No pude concluir el vocablo, tal fue mi sorpresa, tal mi asombro, tal mi error. ¡Qué nariz! ¡Qué nariz! No hubiera creído que la naturaleza fuese capaz de llevar a tal extremo el pleonasmo, la hipérbole, la amplificación. El soneto de Quevedo: érase un hombre a una nariz pegado, sería pobre y descolorido para pintarla. Aquello no era nariz humana; aquello era una remolacha, un alfange, un guardacantón, una pirámide de Egipto. ¡Gran Dios! ¡Y dicen que nuestra patria se está regenerando! Pues ¿cómo se entiende que se consientan todavía tales abusos? Si es justo condenar todo lo que se oponga a la marcha lenta, pero progresiva, de nuestras caras instituciones, todo lo interjectivo, todo lo exagerado debe perseguirse. ¿Cómo no se da una ley contra la exageración de las narices? En medio del horror que me causaba aquella funesta mutación de escena, hubiera yo querido separarme de la nariguda serrana sin incurrir en la nota de grosero. Hice increíbles esfuerzos por articular algunas frases de galantería... ¡Imposible! Si hubiera tenido delante un espejo, estoy seguro de haber visto entonces la cara de un tonto. Por dicha mía la serrana, que sin duda había aprendido a resignarse con su deformidad y con todos los efectos de ella, se reía muy de buena fe, no sé si de mi conflicto o de sí propia. Esto me dio ánimo para levantarme con pretexto de ir a salud ir a un amigo, y sin osar mirarla otra vez me despedí con un seco y displicente a los pies de V.
El rubor daba alas a mis pies. La cólera me cegaba. Me faltaba tierra para huir. Tropezaba con muebles, con personas, conmigo mismo, y me hubiera marchado a mi casa sin esperar el coche, ni rescatar la capa, a no haberme, la misma pesadumbre que tenía, ocasionado una hambre tan desaforada como la nariz a cuya sombra anocheció la luz de mi alegría. Volé pues al ambigú, me apoderé de una mesa, arrebaté la lista, pedí lo que más pronto me pudieran traer; comí, no ya con apetito, sino con ira, de cuatro platos diferentes, y me iban ya a traer el quinto cuando hé aquí que se sienta en frente de de mí... ¡justicia divina!... la misma serrana, o por mejor decir, la misma nariz por la cual estaba dado a todos los demonios. Mi primer impulso fue levantarme y correr, pero la chusca serrana me dejó petrificado, diciéndome con una dulzura infernal:
—¡Qué! ¿Se va usted por no convidarme a cenar ?

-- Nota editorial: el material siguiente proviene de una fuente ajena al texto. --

//! Realtime channel packet codec
//!
//! The marketplace pushes notifications over Socket.IO (protocol v5) on an
//! Engine.IO v4 WebSocket. One text frame carries one packet:
//!
//! | frame            | meaning                         |
//! |------------------|---------------------------------|
//! | `0{...}`         | open handshake                  |
//! | `1`              | close                           |
//! | `2` / `3`        | ping / pong                     |
//! | `6`              | noop                            |
//! | `40{...}`        | namespace connect               |
//! | `41`             | namespace disconnect            |
//! | `42["name",{}]`  | event                           |
//! | `44{...}`        | connect error                   |
//!
//! Event frames may carry a namespace (`42/ns,[...]`) and an ack id
//! (`4217[...]`); both are accepted and dropped on decode.

use crate::error::{AppError, ErrorCode};
use crate::models::Notification;
use serde::{Deserialize, Serialize};
use serde_json::Value;
use thiserror::Error;

/// Event pushed by the service for every new notification
pub const NOTIFICATION_EVENT: &str = "notification";
/// Event the client emits to subscribe to its per-user room
pub const JOIN_USER_ROOM_EVENT: &str = "join_user_room";

/// Engine.IO open handshake body
#[derive(Debug, Clone, PartialEq, Serialize, Deserialize)]
#[serde(rename_all = "camelCase")]
pub struct Handshake {
    pub sid: String,
    #[serde(default)]
    pub upgrades: Vec<String>,
    #[serde(default)]
    pub ping_interval: u64,
    #[serde(default)]
    pub ping_timeout: u64,
}

/// Named event with a single JSON argument
#[derive(Debug, Clone, PartialEq)]
pub struct ChannelEvent {
    pub name: String,
    pub data: Value,
}

impl ChannelEvent {
    pub fn new(name: impl Into<String>, data: Value) -> Self {
        Self {
            name: name.into(),
            data,
        }
    }

    /// `join_user_room { user_id }`
    pub fn join_user_room(user_id: &str) -> Self {
        Self::new(
            JOIN_USER_ROOM_EVENT,
            serde_json::json!({ "user_id": user_id }),
        )
    }

    pub fn notification(notification: &Notification) -> Result<Self, serde_json::Error> {
        Ok(Self::new(
            NOTIFICATION_EVENT,
            serde_json::to_value(notification)?,
        ))
    }

    /// Decode the payload when this is a `notification` event
    pub fn parse_notification(&self) -> Option<Result<Notification, serde_json::Error>> {
        (self.name == NOTIFICATION_EVENT).then(|| Notification::deserialize(&self.data))
    }

    /// Target user of a `join_user_room` event
    pub fn joined_user(&self) -> Option<&str> {
        if self.name != JOIN_USER_ROOM_EVENT {
            return None;
        }
        self.data.get("user_id").and_then(Value::as_str)
    }
}

/// One decoded frame
#[derive(Debug, Clone, PartialEq)]
pub enum Packet {
    Open(Handshake),
    Close,
    Ping,
    Pong,
    Noop,
    Connect(Option<Value>),
    Disconnect,
    Event(ChannelEvent),
    ConnectError(Value),
}

/// Frame decode failure
#[derive(Debug, Error)]
pub enum PacketError {
    #[error("Empty frame")]
    Empty,

    #[error("Unknown packet type: {0}")]
    UnknownType(String),

    #[error("Malformed packet body: {0}")]
    Body(#[from] serde_json::Error),

    #[error("Event packet without a name")]
    MissingEventName,
}

impl From<PacketError> for AppError {
    fn from(err: PacketError) -> Self {
        AppError::with_message(ErrorCode::InvalidPacket, err.to_string())
    }
}

impl Packet {
    /// Encode into a text frame
    pub fn encode(&self) -> String {
        match self {
            Packet::Open(handshake) => {
                format!("0{}", serde_json::to_string(handshake).unwrap_or_default())
            }
            Packet::Close => "1".to_string(),
            Packet::Ping => "2".to_string(),
            Packet::Pong => "3".to_string(),
            Packet::Noop => "6".to_string(),
            Packet::Connect(None) => "40".to_string(),
            Packet::Connect(Some(auth)) => format!("40{}", auth),
            Packet::Disconnect => "41".to_string(),
            Packet::Event(event) => {
                let body = Value::Array(vec![Value::String(event.name.clone()), event.data.clone()]);
                format!("42{}", body)
            }
            Packet::ConnectError(body) => format!("44{}", body),
        }
    }

    /// Decode a text frame
    pub fn decode(frame: &str) -> Result<Packet, PacketError> {
        let mut chars = frame.chars();
        let kind = chars.next().ok_or(PacketError::Empty)?;
        let rest = chars.as_str();
        match kind {
            '0' => Ok(Packet::Open(serde_json::from_str(rest)?)),
            '1' => Ok(Packet::Close),
            // `2probe` / `3probe` belong to transport upgrades; the payload is irrelevant here
            '2' => Ok(Packet::Ping),
            '3' => Ok(Packet::Pong),
            '6' => Ok(Packet::Noop),
            '4' => Self::decode_message(rest),
            other => Err(PacketError::UnknownType(other.to_string())),
        }
    }

    fn decode_message(body: &str) -> Result<Packet, PacketError> {
        let mut chars = body.chars();
        let kind = chars.next().ok_or(PacketError::Empty)?;
        let rest = skip_namespace(chars.as_str());
        match kind {
            '0' if rest.is_empty() => Ok(Packet::Connect(None)),
            '0' => Ok(Packet::Connect(Some(serde_json::from_str(rest)?))),
            '1' => Ok(Packet::Disconnect),
            '2' => {
                let rest = rest.trim_start_matches(|c: char| c.is_ascii_digit());
                let mut args: Vec<Value> = serde_json::from_str(rest)?;
                if args.is_empty() {
                    return Err(PacketError::MissingEventName);
                }
                let name = match args.remove(0) {
                    Value::String(name) => name,
                    _ => return Err(PacketError::MissingEventName),
                };
                let data = if args.is_empty() {
                    Value::Null
                } else {
                    args.remove(0)
                };
                Ok(Packet::Event(ChannelEvent { name, data }))
            }
            '4' => Ok(Packet::ConnectError(if rest.is_empty() {
                Value::Null
            } else {
                serde_json::from_str(rest)?
            })),
            other => Err(PacketError::UnknownType(format!("4{}", other))),
        }
    }
}

/// Strip a leading `/namespace,` if present
fn skip_namespace(body: &str) -> &str {
    if body.starts_with('/') {
        match body.find(',') {
            Some(idx) => &body[idx + 1..],
            None => "",
        }
    } else {
        body
    }
}
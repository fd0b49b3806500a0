use serde::{Deserialize, Serialize};
use shared::models::{MessageResponse, Order, Product, ProductDraft, ProductPatch, ProductQuery};

use crate::{ClientResult, HttpClient};

/// `GET /health` body
#[derive(Debug, Clone, Serialize, Deserialize)]
pub struct HealthStatus {
    pub status: String,
}

// ========== Product API ==========

impl HttpClient {
    /// Browse the catalogue (approved listings unless `query.status` says otherwise)
    pub async fn list_products(&self, query: &ProductQuery) -> ClientResult<Vec<Product>> {
        self.get_query("/products", query).await
    }

    pub async fn get_product(&self, product_id: &str) -> ClientResult<Product> {
        self.get(&format!("/products/{}", product_id)).await
    }

    /// Listings of the signed-in farmer, any moderation status
    pub async fn farmer_products(&self) -> ClientResult<Vec<Product>> {
        self.get("/farmer/products").await
    }

    /// Create a listing; it starts out pending moderation
    pub async fn create_product(&self, draft: &ProductDraft) -> ClientResult<Product> {
        self.post("/products", draft).await
    }

    pub async fn update_product(&self, product_id: &str, patch: &ProductPatch) -> ClientResult<Product> {
        self.put(&format!("/products/{}", product_id), patch).await
    }

    pub async fn delete_product(&self, product_id: &str) -> ClientResult<String> {
        let response: MessageResponse = self.delete(&format!("/products/{}", product_id)).await?;
        Ok(response.message)
    }

    /// Single order with embedded items and parties
    pub async fn get_order(&self, order_id: &str) -> ClientResult<Order> {
        self.get(&format!("/orders/{}", order_id)).await
    }

    pub async fn health(&self) -> ClientResult<HealthStatus> {
        self.get("/health").await
    }
}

Yo me turbé como un necio, y la nariz se reía, y por mi desgracia no se reía el galán que la acompañaba; que lo hubiera yo celebrado por poder descargar contra él mi furor.
—Señora...
—No le haré a usted mucho gasto: un vaso de ponche a la romana y nada más.
Semejante descaro me picó vivamente y resolví vengarme mofándome de ella.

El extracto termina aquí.